3) Phase-change heat storage greenhouse energy storage input and output power model

The phase change heat storage greenhouse in the modern facility agriculture micro-energy network can convert electric energy into heat energy for storage by utilizing a phase change heat storage heat pump, and an input and output power model is established according to the following formula:

in the formula, P_XIANG.IThe input power of the phase-change heat storage greenhouse is equal to the power consumed by the phase-change heat storage greenhouse as a time-shifting load, namely the phase-change heat storage heat pump power P of the phase-change heat storage greenhouse_XIANG.pump(ii) a Output power P of phase change heat storage greenhouse_XIANG.OSupplying energy power; energy storage space A_XIANGThe method is characterized in that the total equivalent electric energy required when the phase-change heat storage greenhouse is filled with heat energy to heat the greenhouse is replaced by directly heating the same temperature by using electric heating equipment; t is t_{XIANG.O_MAX}The maximum output time of the phase-change heat storage greenhouse is the time required by the energy consumption process of heating the greenhouse from full heat storage to 0 heat storage only by using the phase-change heat storage greenhouse; t is t_{XIANG.I_MAX}η, the maximum input time of the phase-change heat-accumulating greenhouse, i.e. the time from 0 heat accumulation amount to full heat accumulation amount when the heat pump is used for accumulating heat in the phase-change heat-accumulating greenhouse_XIANG.IThe energy storage efficiency of the phase change heat storage greenhouse is improved.

The facility agriculture micro-energy net not only has time-shifting load, but also has non-time-shifting load. The non-time-shifting loads include non-time-shifting electrical loads, non-time-shifting potential energy loads, and non-time-shifting thermal loads. For the whole facility agriculture micro-energy net, energy balance constraint conditions need to be met. The energy balance constraint is shown in equation (21).
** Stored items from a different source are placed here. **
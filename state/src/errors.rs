use std::io;
use std::path::PathBuf;

use thiserror::Error;

#[derive(Error, Debug)]
pub enum StateError {
    #[error("reading state file {}: {source}", .path.display())]
    Read { path: PathBuf, source: io::Error },

    /// The document exists but is not a state document. Not recoverable
    /// automatically: the operator has to fix or remove the file.
    #[error("state file {} is corrupt: {source}", .path.display())]
    Corrupt {
        path: PathBuf,
        source: serde_json::Error,
    },

    #[error("serializing state: {0}")]
    Serialize(#[from] serde_json::Error),

    #[error("writing state file {}: {source}", .path.display())]
    Save { path: PathBuf, source: io::Error },
}
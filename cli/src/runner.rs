//! One invocation: load state → fetch quotes → evaluate → notify → record
//! prices → save state.
//!
//! Ordering matters. Prices are recorded only after evaluation so conditions
//! compare against the previous run. If every quote fails the run aborts
//! before touching state. A failed notification is reported in the
//! [`RunReport`] and does not stop the save.

use chrono::{DateTime, Utc};
use common::logger::child_span;
use engine::{TriggeredAlert, evaluate_all};
use market::QuoteSource;
use notify::NotificationSink;
use state::StateStore;
use tracing::{Instrument, debug, info, warn};

use crate::config::Settings;
use crate::error::RunError;

#[derive(Debug, Clone, Copy, Default)]
pub struct RunOptions {
    /// Evaluate and save as usual, but do not send anything.
    pub dry_run: bool,
}

/// What happened to one triggered alert.
#[derive(Debug, Clone, PartialEq, Eq)]
pub enum Delivery {
    Sent,
    Failed(String),
    /// Dry run.
    Skipped,
}

#[derive(Debug, Clone)]
pub struct RunReport {
    /// Tickers that returned a quote this run.
    pub quoted: Vec<String>,
    /// Triggered alerts in configuration order, with their delivery outcome.
    pub alerts: Vec<(TriggeredAlert, Delivery)>,
}

impl RunReport {
    pub fn sent(&self) -> usize {
        self.count(|d| *d == Delivery::Sent)
    }

    pub fn failed(&self) -> usize {
        self.count(|d| matches!(d, Delivery::Failed(_)))
    }

    fn count(&self, pred: impl Fn(&Delivery) -> bool) -> usize {
        self.alerts.iter().filter(|(_, d)| pred(d)).count()
    }
}

pub async fn run_once<S, Q, N>(
    settings: &Settings,
    options: RunOptions,
    store: &S,
    source: &Q,
    sink: &N,
    now: DateTime<Utc>,
) -> Result<RunReport, RunError>
where
    S: StateStore + ?Sized,
    Q: QuoteSource + ?Sized,
    N: NotificationSink + ?Sized,
{
    let mut state = store.load()?;

    let tickers = settings.unique_tickers();
    debug!(count = tickers.len(), tickers = ?tickers, "fetching quotes");

    let quotes = source
        .fetch_quotes(&tickers)
        .instrument(child_span("fetch_quotes"))
        .await?;

    for (ticker, quote) in &quotes {
        debug!(ticker = %ticker, price = quote.price, "quote");
    }

    let triggered = {
        let _span = child_span("evaluate").entered();
        evaluate_all(&settings.alerts, &quotes, &mut state, now)
    };
    info!(
        quoted = quotes.len(),
        triggered = triggered.len(),
        "alerts evaluated"
    );

    let mut alerts = Vec::with_capacity(triggered.len());
    for alert in triggered {
        let delivery = if options.dry_run {
            Delivery::Skipped
        } else {
            deliver(sink, &alert)
                .instrument(child_span("notify"))
                .await
        };
        alerts.push((alert, delivery));
    }

    let mut quoted: Vec<String> = quotes.keys().cloned().collect();
    quoted.sort();

    for (ticker, quote) in &quotes {
        state.record_price(ticker, quote.price, now);
    }
    store.save(&state)?;

    Ok(RunReport { quoted, alerts })
}

async fn deliver<N>(sink: &N, alert: &TriggeredAlert) -> Delivery
where
    N: NotificationSink + ?Sized,
{
    debug!(ticker = %alert.ticker, message = %alert.message, "sending alert");

    match sink
        .send_alert(&alert.ticker, &alert.name, &alert.message, alert.price)
        .await
    {
        Ok(()) => Delivery::Sent,
        Err(e) => {
            warn!(ticker = %alert.ticker, error = %e, "failed to send alert");
            Delivery::Failed(e.to_string())
        }
    }
}
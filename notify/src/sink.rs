use async_trait::async_trait;

use crate::errors::NotifyError;

/// Delivers one alert to the user.
///
/// Failures are per alert: the caller logs them and carries on with the
/// remaining alerts.
#[async_trait]
pub trait NotificationSink: Send + Sync {
    async fn send_alert(
        &self,
        ticker: &str,
        name: &str,
        message: &str,
        price: f64,
    ) -> Result<(), NotifyError>;
}
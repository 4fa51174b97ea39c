use std::path::PathBuf;

use clap::Parser;
use common::logger::LogFormat;

/// Checks asset prices against configured alert conditions and sends a
/// notification the first time each condition is crossed. Meant to be run
/// from cron or a systemd timer.
#[derive(Debug, Parser)]
#[command(name = "asset-alerts", version)]
pub struct Cli {
    /// Path to the configuration file
    #[arg(long, default_value = "config.toml")]
    pub config: PathBuf,

    /// Path to the state file (default: from config, else state.json next to the config file)
    #[arg(long)]
    pub state: Option<PathBuf>,

    /// Verbose output
    #[arg(short, long)]
    pub verbose: bool,

    /// Check prices but don't send notifications
    #[arg(long)]
    pub dry_run: bool,

    /// Emit logs as JSON lines
    #[arg(long)]
    pub json_logs: bool,
}

impl Cli {
    pub fn log_format(&self) -> LogFormat {
        if self.json_logs {
            LogFormat::Json
        } else {
            LogFormat::Pretty
        }
    }
}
Wherein L is_dex.t、L_dpx.tAnd L_dqx.tNon-time-shifting electric load, non-time-shifting potential energy load and non-time-shifting potential energy load of scheduling time interval tThe power consumed by the thermal load may be time shifted. L is_{move_e.t}、L_{move_p.t}And L_{move_q.t}The power consumed by the time-shiftable electrical load, the time-shiftable potential energy load and the time-shiftable thermal load of the scheduling period t are respectively. S'_pAnd S_q' the stored energy of the potential energy storage device and the thermal energy storage device, respectively, at the end of this period T.Andrespectively the energy stored by the potential energy storage device and the thermal energy storage device at the beginning of the present period T. Sigma L_e、∑L_pAnd sigma L_qRespectively is the accumulated value of the power consumed by the electric load, the accumulated value of the power consumed by the potential energy load and the accumulated value of the power consumed by the heat load in the period T.

Here, the time-shiftable heat load or the non-time-shiftable heat load according to the present invention is not limited to a heat load alone, but may be a temperature-dependent load, or may be a time-shiftable cooling load or a non-time-shiftable cooling load.

Here, it should be noted that the energy storage space of each energy storage device needs to satisfy the corresponding storage space constraint condition, that is, the formula (22) is satisfied.

E_k ^t-1+x_{k_i.t}·P_k.I·η_k.I-x_{k_o.t}·P_k.O≤A_k，(t＝1,2…T) (22)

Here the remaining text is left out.